As your kids hockey conditioning starts to progress you can add in additional drills to continue development and build on puck handling, checking, blocking, and more. These drills will also build team work and can be integrated into actual practices. Here are some drills that will develop puck handling and are great for both beginners and intermediate players.
• Zig Zag – Same drill as above.
• 1 on 1 – This drill will have your players developing all sorts of skills: puck handling, how to get around an opponent, and hockey conditioning.
• Maze Drill – Set up a maze on the rink with cones and other obstacles. Have your players take their stick and try to navigate with a puck through the maze as fast as possible. Make sure to keep the times written down so the players can try to improve as time goes on.

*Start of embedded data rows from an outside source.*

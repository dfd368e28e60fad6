//! Store failure guard.
//!
//! After `threshold` consecutive store failures the guard opens and the
//! service stops calling the store for `cooldown`, answering from the
//! cascade alone. The first call after the cooldown is let through as a
//! probe; success closes the guard again.

use parking_lot::RwLock;
use std::sync::atomic::{AtomicU32, Ordering};
use std::time::{Duration, Instant};
use tracing::{info, warn};

#[derive(Debug)]
pub struct StoreGuard {
    threshold: u32,
    cooldown: Duration,
    /// Consecutive failures (reset on success)
    consecutive_failures: AtomicU32,
    /// When the guard opened
    tripped_at: RwLock<Option<Instant>>,
}

impl StoreGuard {
    pub fn new(threshold: u32, cooldown: Duration) -> Self {
        Self {
            threshold: threshold.max(1),
            cooldown,
            consecutive_failures: AtomicU32::new(0),
            tripped_at: RwLock::new(None),
        }
    }

    /// Whether the store may be called now.
    pub fn allow(&self) -> bool {
        match *self.tripped_at.read() {
            None => true,
            Some(tripped) => tripped.elapsed() >= self.cooldown,
        }
    }

    pub fn is_open(&self) -> bool {
        !self.allow()
    }

    pub fn record_success(&self) {
        self.consecutive_failures.store(0, Ordering::SeqCst);
        if self.tripped_at.write().take().is_some() {
            info!("Mapping store recovered, guard closed");
        }
    }

    pub fn record_failure(&self) {
        let failures = self.consecutive_failures.fetch_add(1, Ordering::SeqCst) + 1;
        if failures >= self.threshold {
            let mut tripped = self.tripped_at.write();
            if tripped.map_or(true, |t| t.elapsed() >= self.cooldown) {
                warn!(
                    "Mapping store failed {} times in a row, bypassing it for {:?}",
                    failures, self.cooldown
                );
                *tripped = Some(Instant::now());
            }
        }
    }

    pub fn consecutive_failures(&self) -> u32 {
        self.consecutive_failures.load(Ordering::SeqCst)
    }
}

Once your players are at a level you feel comfortable with then you can have them play scrimmage games such as 3 on 3 and 5 on 5. Not only will they give the kids a sense of how the game goes it will work them hard and build up their hockey conditioning to an acceptable game level. These are just a few things you can do to turn your players into machines. The more you are around the game and your team the more you will learn what it is that they are good at and what they need more work on.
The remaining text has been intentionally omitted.